**DIRECTIONS FOR THIS TASK**. From the records below, copy each line that has the word "SelectionSet" in it.

##### INFORMATION GIVEN

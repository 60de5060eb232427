use std::collections::HashMap;
use crate::bipartite_graph::TypeGraph;
use crate::matching::{MatchResult, SelectionSet};
use crate::realization::Realization;

/// Regularization parameter of the blend schedule.
pub const THETA: f64 = 0.4253;

/// Probability that online type `i` is matched to offline vertex `j` under a reference policy.
/// Pairs that were never inserted have probability 0.
#[derive(Clone, Debug, Default)]
pub struct TypeProb {
    prob: HashMap<(usize, usize), f64>,
}

impl TypeProb {
    pub fn new() -> TypeProb {
        TypeProb::default()
    }

    pub fn insert(&mut self, i: usize, j: usize, p: f64) {
        self.prob.insert((i, j), p);
    }

    /// Adds `p` to the entry of `(i, j)`.
    pub fn add(&mut self, i: usize, j: usize, p: f64) {
        *self.prob.entry((i, j)).or_insert(0.0) += p;
    }

    #[inline(always)]
    pub fn get(&self, i: usize, j: usize) -> f64 {
        self.prob.get(&(i, j)).cloned().unwrap_or(0.0)
    }

    pub fn len(&self) -> usize {
        self.prob.len()
    }

    pub fn is_empty(&self) -> bool {
        self.prob.is_empty()
    }

    pub fn scale(&mut self, factor: f64) {
        self.prob.values_mut().for_each(|p| *p *= factor);
    }
}

impl FromIterator<((usize, usize), f64)> for TypeProb {
    fn from_iter<I: IntoIterator<Item = ((usize, usize), f64)>>(iter: I) -> Self {
        TypeProb { prob: iter.into_iter().collect() }
    }
}

fn decay_fast() -> f64 {
    1.0 - (1.0 - THETA).ln()
}

fn normalizer() -> f64 {
    1.0 / THETA - 1.0 + (1.0 - THETA).ln()
}

/// Weight of the offline mass at time fraction `t`.
pub fn alpha(t: f64) -> f64 {
    let a = decay_fast();
    let b = 1.0 / THETA;
    (1.0 - (b * (-a * (1.0 - t)).exp() - a * (-b * (1.0 - t)).exp())) / normalizer()
}

/// Weight of the online mass at time fraction `t`.
pub fn beta(t: f64) -> f64 {
    let a = decay_fast();
    let b = 1.0 / THETA;
    ((-a * (1.0 - t)).exp() - (-b * (1.0 - t)).exp()) / normalizer()
}

/// Capacity clamp `min(x / theta, 1)`.
pub fn capacity(x: f64) -> f64 {
    (x / THETA).min(1.0)
}

/// Remaining reference mass of every node: offline vertices collect what flows in, online types
/// what flows out.
struct Mass {
    offline: Vec<f64>,
    online: Vec<f64>,
}

impl Mass {
    fn new(g: &TypeGraph, prob: &TypeProb) -> Mass {
        let mut offline = vec![0.0; g.node_count()];
        let mut online = vec![0.0; g.node_count()];
        for i in 0..g.online_size() {
            for j in g.neighbors(i).iter().cloned() {
                let p = prob.get(i, j);
                offline[j] += p;
                online[i] += p;
            }
        }
        Mass { offline, online }
    }

    fn score(&self, g: &TypeGraph, prob: &TypeProb, j: usize, t: f64) -> f64 {
        let (a, b) = (alpha(t), beta(t));
        let mut val = a * self.offline[j];
        for k in g.neighbors(j).iter().cloned() {
            val += b * (capacity(self.online[k]) - capacity(self.online[k] - prob.get(k, j)));
        }
        val
    }

    fn spend(&mut self, g: &TypeGraph, prob: &TypeProb, j: usize) {
        self.offline[j] = 0.0;
        for k in g.neighbors(j).iter().cloned() {
            self.online[k] -= prob.get(k, j);
        }
    }
}

/// Deterministic greedy that routes every arrival to the free neighbor with the smallest
/// regularized score. Ties go to the neighbor listed first.
pub fn regularized_greedy(g: &TypeGraph, r: &Realization, prob: &TypeProb) -> MatchResult {
    let mut mass = Mass::new(g, prob);
    let mut matched = SelectionSet::new(g);
    let mut res: MatchResult = vec![None; r.len()];
    for (i, ty) in r.types().iter().cloned().enumerate() {
        let t = i as f64 / r.len() as f64;
        let mut mn = f64::INFINITY;
        let mut index = None;
        for j in g.neighbors(ty).iter().cloned() {
            if matched.contains(j) {
                continue;
            }
            let val = mass.score(g, prob, j, t);
            if val < mn {
                mn = val;
                index = Some(j);
            }
        }
        if let Some(j) = index {
            res[i] = Some(j);
            matched.select(j);
            mass.spend(g, prob, j);
        }
    }
    res
}

#[cfg(test)]
mod tests {
    use super::*;

    #[test]
    fn schedule_endpoints() {
        assert_eq!(beta(1.0), 0.0);
        let n = 1.0 / THETA - 1.0 + (1.0 - THETA).ln();
        assert!((alpha(1.0) - (1.0 - n) / n).abs() < 1e-12);
        assert!((alpha(0.0) - 0.8163).abs() < 1e-3);
        assert!((beta(0.0) - 0.1457).abs() < 1e-3);
    }

    #[test]
    fn capacity_clamps_at_one() {
        assert_eq!(capacity(0.0), 0.0);
        assert!((capacity(THETA / 2.0) - 0.5).abs() < 1e-12);
        assert_eq!(capacity(1.0), 1.0);
    }

    #[test]
    fn missing_pairs_have_zero_probability() {
        let mut prob = TypeProb::new();
        prob.insert(0, 2, 0.5);
        prob.add(0, 2, 0.25);
        assert_eq!(prob.get(0, 2), 0.75);
        assert_eq!(prob.get(1, 2), 0.0);
        assert_eq!(prob.len(), 1);
    }

    #[test]
    fn unique_neighbor_is_selected() {
        let mut g = TypeGraph::new(2, 2);
        g.add_edge(0, 2).unwrap();
        g.add_edge(1, 3).unwrap();
        let prob: TypeProb = [((0, 2), 1.0)].into_iter().collect();
        let r = Realization::from_types(&g, vec![0]).unwrap();
        assert_eq!(regularized_greedy(&g, &r, &prob), vec![Some(2)]);
    }

    #[test]
    fn routes_away_from_congested_vertex() {
        let mut g = TypeGraph::new(1, 2);
        g.add_edge(0, 1).unwrap();
        g.add_edge(0, 2).unwrap();
        let prob: TypeProb = [((0, 1), 1.0)].into_iter().collect();
        let r = Realization::from_types(&g, vec![0, 0, 0]).unwrap();
        assert_eq!(regularized_greedy(&g, &r, &prob), vec![Some(2), Some(1), None]);
    }

    #[test]
    fn ties_go_to_first_neighbor() {
        let mut g = TypeGraph::new(1, 3);
        g.add_edge(0, 3).unwrap();
        g.add_edge(0, 1).unwrap();
        g.add_edge(0, 2).unwrap();
        let r = Realization::from_types(&g, vec![0]).unwrap();
        assert_eq!(regularized_greedy(&g, &r, &TypeProb::new()), vec![Some(3)]);
    }

    #[test]
    fn spent_online_mass_reroutes_later_arrivals() {
        // type 0 feeds vertices 3 and 4; matching 3 drains type 0 below theta, which makes
        // vertex 4 look congested to the type 1 arrival at t = 0.5
        let mut g = TypeGraph::new(3, 3);
        g.add_edge(0, 3).unwrap();
        g.add_edge(0, 4).unwrap();
        g.add_edge(1, 4).unwrap();
        g.add_edge(1, 5).unwrap();
        g.add_edge(2, 3).unwrap();
        let prob: TypeProb = [((0, 3), 0.5), ((0, 4), 0.3), ((1, 5), 0.23)].into_iter().collect();
        let r = Realization::from_types(&g, vec![2, 1]).unwrap();

        let (a, b) = (alpha(0.5), beta(0.5));
        let drained = a * 0.3 + b * (capacity(0.3) - capacity(0.0));
        let full = a * 0.3 + b * (capacity(0.8) - capacity(0.5));
        let other = a * 0.23 + b * capacity(0.23);
        assert!(full < other && other < drained);

        assert_eq!(regularized_greedy(&g, &r, &prob), vec![Some(3), Some(5)]);
    }

    #[test]
    fn spend_clears_vertex_and_drains_types() {
        let mut g = TypeGraph::new(2, 1);
        g.add_edge(0, 2).unwrap();
        g.add_edge(1, 2).unwrap();
        let prob: TypeProb = [((0, 2), 0.4), ((1, 2), 0.25)].into_iter().collect();
        let mut mass = Mass::new(&g, &prob);
        assert!((mass.offline[2] - 0.65).abs() < 1e-12);
        mass.spend(&g, &prob, 2);
        assert_eq!(mass.offline[2], 0.0);
        assert!(mass.online[0].abs() < 1e-12);
        assert!(mass.online[1].abs() < 1e-12);
    }
}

##########

**ANSWER FOR THIS EXERCISE**.
use crate::matching::{MatchResult, SelectionSet};
    let mut matched = SelectionSet::new(g);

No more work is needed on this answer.